Work to complete: From the records that follow, copy every line that contains the word "host".
--- Source material ---
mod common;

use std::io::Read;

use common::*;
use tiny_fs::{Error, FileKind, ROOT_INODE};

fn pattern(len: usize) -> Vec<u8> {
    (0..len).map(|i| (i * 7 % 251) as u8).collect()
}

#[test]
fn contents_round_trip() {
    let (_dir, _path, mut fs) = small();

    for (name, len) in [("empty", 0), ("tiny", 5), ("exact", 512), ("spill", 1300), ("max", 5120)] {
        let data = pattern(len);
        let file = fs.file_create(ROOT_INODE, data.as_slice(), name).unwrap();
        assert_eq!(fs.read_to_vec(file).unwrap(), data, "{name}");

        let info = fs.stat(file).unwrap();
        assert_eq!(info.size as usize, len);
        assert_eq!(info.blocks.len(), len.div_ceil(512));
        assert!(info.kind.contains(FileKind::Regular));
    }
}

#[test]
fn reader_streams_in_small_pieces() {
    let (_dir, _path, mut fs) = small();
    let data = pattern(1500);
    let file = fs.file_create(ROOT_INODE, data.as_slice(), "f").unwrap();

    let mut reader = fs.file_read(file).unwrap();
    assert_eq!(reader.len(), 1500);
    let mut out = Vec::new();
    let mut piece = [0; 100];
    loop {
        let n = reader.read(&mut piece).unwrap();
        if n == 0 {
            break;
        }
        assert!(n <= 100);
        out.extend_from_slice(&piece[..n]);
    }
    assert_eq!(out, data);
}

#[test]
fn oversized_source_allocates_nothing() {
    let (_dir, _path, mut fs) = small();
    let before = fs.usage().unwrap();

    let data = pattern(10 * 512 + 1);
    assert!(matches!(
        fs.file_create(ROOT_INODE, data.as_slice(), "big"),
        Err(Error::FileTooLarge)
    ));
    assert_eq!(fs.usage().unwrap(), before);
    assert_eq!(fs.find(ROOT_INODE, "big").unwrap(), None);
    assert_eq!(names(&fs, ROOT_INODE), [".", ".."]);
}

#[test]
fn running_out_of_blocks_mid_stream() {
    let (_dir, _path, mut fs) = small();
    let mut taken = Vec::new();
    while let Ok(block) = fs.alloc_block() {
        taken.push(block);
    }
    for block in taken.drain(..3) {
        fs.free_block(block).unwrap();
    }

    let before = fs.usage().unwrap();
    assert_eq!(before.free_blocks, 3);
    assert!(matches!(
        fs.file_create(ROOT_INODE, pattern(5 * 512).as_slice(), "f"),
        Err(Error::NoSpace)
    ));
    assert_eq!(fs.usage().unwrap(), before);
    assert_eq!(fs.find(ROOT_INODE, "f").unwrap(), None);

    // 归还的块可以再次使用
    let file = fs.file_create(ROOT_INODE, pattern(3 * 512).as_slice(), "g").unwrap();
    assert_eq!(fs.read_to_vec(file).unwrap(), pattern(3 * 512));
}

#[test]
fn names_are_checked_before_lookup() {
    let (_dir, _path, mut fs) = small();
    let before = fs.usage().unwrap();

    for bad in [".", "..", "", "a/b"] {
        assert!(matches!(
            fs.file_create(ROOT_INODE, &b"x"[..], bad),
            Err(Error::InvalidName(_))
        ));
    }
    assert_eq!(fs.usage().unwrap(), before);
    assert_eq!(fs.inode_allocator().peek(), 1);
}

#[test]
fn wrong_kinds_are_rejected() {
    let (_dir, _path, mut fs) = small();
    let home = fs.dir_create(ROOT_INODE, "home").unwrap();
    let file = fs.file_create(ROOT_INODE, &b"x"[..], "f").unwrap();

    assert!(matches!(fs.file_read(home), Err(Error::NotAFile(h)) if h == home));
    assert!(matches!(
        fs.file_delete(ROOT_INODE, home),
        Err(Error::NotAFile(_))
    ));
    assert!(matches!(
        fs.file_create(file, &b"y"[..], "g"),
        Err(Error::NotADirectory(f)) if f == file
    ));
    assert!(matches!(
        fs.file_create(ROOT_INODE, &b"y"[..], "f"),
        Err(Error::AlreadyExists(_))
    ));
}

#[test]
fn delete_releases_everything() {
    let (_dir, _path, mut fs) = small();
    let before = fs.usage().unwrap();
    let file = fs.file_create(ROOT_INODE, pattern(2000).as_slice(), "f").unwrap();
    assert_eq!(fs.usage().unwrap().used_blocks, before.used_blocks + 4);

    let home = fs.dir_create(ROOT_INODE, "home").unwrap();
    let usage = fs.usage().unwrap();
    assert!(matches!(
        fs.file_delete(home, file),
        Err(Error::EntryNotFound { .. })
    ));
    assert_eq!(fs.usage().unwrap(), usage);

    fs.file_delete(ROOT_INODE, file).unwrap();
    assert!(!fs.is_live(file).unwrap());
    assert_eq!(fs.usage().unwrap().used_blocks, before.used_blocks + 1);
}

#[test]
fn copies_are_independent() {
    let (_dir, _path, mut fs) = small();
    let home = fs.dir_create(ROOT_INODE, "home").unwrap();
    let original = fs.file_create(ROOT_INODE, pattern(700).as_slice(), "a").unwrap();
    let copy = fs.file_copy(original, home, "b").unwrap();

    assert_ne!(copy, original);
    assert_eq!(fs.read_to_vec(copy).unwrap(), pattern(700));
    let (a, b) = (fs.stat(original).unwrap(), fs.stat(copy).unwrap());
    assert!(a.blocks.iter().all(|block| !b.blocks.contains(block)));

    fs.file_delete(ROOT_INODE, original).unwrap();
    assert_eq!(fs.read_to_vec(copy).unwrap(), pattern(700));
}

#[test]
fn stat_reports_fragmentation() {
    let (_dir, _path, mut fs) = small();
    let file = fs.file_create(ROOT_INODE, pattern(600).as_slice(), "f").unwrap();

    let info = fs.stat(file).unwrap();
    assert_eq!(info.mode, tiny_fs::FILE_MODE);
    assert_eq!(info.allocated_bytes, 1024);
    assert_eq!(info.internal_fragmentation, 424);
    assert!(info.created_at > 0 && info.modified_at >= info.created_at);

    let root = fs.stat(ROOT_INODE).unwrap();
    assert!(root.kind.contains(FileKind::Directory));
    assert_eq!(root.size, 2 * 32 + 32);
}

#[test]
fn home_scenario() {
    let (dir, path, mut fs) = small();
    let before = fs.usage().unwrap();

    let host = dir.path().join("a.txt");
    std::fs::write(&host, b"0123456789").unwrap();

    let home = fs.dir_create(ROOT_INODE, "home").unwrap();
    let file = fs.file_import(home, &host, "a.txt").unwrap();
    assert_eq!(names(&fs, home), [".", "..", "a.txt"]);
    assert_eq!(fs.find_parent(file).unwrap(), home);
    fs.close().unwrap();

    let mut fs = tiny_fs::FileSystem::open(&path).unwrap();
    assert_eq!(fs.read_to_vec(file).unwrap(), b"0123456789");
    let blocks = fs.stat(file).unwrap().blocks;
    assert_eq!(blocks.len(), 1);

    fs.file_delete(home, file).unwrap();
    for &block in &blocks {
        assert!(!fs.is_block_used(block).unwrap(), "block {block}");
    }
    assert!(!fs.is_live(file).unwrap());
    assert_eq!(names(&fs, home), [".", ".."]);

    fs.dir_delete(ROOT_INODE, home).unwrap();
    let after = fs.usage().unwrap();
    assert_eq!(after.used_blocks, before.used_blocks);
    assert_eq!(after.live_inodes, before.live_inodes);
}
---
--- Source material ---
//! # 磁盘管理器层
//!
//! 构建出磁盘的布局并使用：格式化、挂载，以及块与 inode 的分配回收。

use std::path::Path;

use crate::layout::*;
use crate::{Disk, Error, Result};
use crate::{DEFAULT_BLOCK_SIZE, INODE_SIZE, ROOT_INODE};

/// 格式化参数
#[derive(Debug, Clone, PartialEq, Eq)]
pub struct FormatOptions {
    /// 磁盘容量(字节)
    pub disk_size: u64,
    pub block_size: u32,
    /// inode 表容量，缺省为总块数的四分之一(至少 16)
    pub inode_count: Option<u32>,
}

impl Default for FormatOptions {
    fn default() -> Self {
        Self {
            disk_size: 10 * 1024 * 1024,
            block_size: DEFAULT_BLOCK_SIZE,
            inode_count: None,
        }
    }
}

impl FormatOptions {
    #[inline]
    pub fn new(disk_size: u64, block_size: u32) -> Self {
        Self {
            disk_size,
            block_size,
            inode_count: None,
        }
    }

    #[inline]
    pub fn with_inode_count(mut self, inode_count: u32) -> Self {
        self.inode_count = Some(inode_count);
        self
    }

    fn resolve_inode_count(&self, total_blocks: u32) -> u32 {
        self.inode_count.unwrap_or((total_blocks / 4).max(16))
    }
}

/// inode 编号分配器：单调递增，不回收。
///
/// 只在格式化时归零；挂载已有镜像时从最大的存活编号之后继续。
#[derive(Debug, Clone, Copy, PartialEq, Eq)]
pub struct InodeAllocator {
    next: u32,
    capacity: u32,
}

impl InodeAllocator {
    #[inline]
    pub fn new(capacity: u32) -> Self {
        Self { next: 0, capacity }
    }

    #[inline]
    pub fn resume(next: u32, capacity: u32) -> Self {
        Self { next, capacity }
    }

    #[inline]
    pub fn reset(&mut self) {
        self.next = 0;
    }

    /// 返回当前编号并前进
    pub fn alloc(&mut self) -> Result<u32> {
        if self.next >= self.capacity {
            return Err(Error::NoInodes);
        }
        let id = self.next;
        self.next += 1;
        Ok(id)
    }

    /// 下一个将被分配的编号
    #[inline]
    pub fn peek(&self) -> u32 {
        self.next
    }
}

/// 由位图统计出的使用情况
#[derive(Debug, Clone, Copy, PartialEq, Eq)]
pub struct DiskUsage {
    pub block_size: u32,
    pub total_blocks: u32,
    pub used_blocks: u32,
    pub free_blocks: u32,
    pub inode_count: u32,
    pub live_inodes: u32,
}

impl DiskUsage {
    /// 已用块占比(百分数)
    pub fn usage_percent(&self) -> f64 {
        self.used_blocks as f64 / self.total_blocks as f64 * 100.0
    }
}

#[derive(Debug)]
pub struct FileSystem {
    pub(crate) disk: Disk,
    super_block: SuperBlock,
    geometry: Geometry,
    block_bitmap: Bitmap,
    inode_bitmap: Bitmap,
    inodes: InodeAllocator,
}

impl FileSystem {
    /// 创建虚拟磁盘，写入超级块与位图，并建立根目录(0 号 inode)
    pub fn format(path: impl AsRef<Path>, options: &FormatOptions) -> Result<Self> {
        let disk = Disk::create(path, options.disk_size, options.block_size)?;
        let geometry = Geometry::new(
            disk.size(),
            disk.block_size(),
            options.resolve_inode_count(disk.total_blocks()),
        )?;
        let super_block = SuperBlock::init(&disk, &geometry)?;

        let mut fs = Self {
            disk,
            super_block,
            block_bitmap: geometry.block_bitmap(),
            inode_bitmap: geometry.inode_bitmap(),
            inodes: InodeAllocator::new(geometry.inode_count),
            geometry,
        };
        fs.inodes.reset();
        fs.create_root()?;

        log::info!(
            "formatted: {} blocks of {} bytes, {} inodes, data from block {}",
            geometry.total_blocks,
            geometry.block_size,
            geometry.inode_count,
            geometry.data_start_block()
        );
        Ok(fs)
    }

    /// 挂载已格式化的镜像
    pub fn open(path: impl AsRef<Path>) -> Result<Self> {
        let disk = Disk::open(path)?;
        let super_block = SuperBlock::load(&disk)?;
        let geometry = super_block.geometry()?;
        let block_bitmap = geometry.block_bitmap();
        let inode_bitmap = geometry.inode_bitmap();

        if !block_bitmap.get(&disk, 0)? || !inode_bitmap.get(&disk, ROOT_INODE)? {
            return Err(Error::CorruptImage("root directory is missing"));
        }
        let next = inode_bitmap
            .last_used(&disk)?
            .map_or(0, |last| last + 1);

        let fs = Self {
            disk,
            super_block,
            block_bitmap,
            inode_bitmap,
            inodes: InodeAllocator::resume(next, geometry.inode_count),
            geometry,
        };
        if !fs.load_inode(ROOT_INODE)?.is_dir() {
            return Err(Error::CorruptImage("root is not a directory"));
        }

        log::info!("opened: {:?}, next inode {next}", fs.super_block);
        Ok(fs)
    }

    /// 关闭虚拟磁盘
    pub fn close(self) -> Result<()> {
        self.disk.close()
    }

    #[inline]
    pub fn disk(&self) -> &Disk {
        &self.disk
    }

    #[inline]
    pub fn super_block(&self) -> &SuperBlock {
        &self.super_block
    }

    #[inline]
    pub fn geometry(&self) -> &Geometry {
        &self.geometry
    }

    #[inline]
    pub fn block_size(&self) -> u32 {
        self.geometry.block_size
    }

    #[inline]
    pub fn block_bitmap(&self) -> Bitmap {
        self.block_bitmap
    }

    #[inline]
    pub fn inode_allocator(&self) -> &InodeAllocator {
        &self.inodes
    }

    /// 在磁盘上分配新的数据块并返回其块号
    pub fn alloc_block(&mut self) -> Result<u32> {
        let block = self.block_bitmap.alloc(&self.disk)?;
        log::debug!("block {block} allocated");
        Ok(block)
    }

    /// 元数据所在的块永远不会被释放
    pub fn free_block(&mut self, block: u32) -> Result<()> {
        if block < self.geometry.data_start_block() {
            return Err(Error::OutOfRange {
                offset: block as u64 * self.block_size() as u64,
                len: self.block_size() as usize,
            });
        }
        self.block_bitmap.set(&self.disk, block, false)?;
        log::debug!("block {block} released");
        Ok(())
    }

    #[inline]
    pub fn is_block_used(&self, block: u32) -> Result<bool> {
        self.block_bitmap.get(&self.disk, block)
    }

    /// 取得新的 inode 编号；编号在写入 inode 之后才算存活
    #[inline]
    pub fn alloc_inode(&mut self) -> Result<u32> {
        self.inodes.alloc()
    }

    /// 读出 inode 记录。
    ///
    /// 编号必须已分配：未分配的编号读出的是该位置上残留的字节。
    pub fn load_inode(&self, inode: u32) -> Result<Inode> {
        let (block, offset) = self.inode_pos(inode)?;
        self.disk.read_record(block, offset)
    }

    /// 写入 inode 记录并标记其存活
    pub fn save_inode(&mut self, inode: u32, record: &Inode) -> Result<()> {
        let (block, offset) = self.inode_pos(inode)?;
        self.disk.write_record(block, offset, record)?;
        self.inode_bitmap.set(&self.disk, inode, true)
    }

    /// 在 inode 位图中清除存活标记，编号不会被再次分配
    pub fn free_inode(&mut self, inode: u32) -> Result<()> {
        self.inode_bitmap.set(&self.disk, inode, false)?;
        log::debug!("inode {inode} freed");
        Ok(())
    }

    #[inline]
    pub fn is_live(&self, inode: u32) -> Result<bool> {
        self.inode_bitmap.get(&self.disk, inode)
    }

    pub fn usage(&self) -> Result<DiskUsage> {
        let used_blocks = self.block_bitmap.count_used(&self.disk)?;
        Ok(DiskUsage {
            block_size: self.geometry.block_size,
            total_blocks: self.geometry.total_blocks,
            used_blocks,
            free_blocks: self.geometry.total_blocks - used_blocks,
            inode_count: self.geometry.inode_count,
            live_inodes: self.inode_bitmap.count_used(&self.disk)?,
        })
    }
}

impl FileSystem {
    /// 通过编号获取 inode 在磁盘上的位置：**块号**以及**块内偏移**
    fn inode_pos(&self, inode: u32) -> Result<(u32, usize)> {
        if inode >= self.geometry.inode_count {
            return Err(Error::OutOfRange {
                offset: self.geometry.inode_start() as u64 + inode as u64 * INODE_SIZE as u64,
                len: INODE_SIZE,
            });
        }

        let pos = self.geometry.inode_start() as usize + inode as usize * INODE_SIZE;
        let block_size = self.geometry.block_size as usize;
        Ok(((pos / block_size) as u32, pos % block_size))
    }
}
---
Result of this exercise:
    let host = dir.path().join("a.txt");
    std::fs::write(&host, b"0123456789").unwrap();
    let file = fs.file_import(home, &host, "a.txt").unwrap();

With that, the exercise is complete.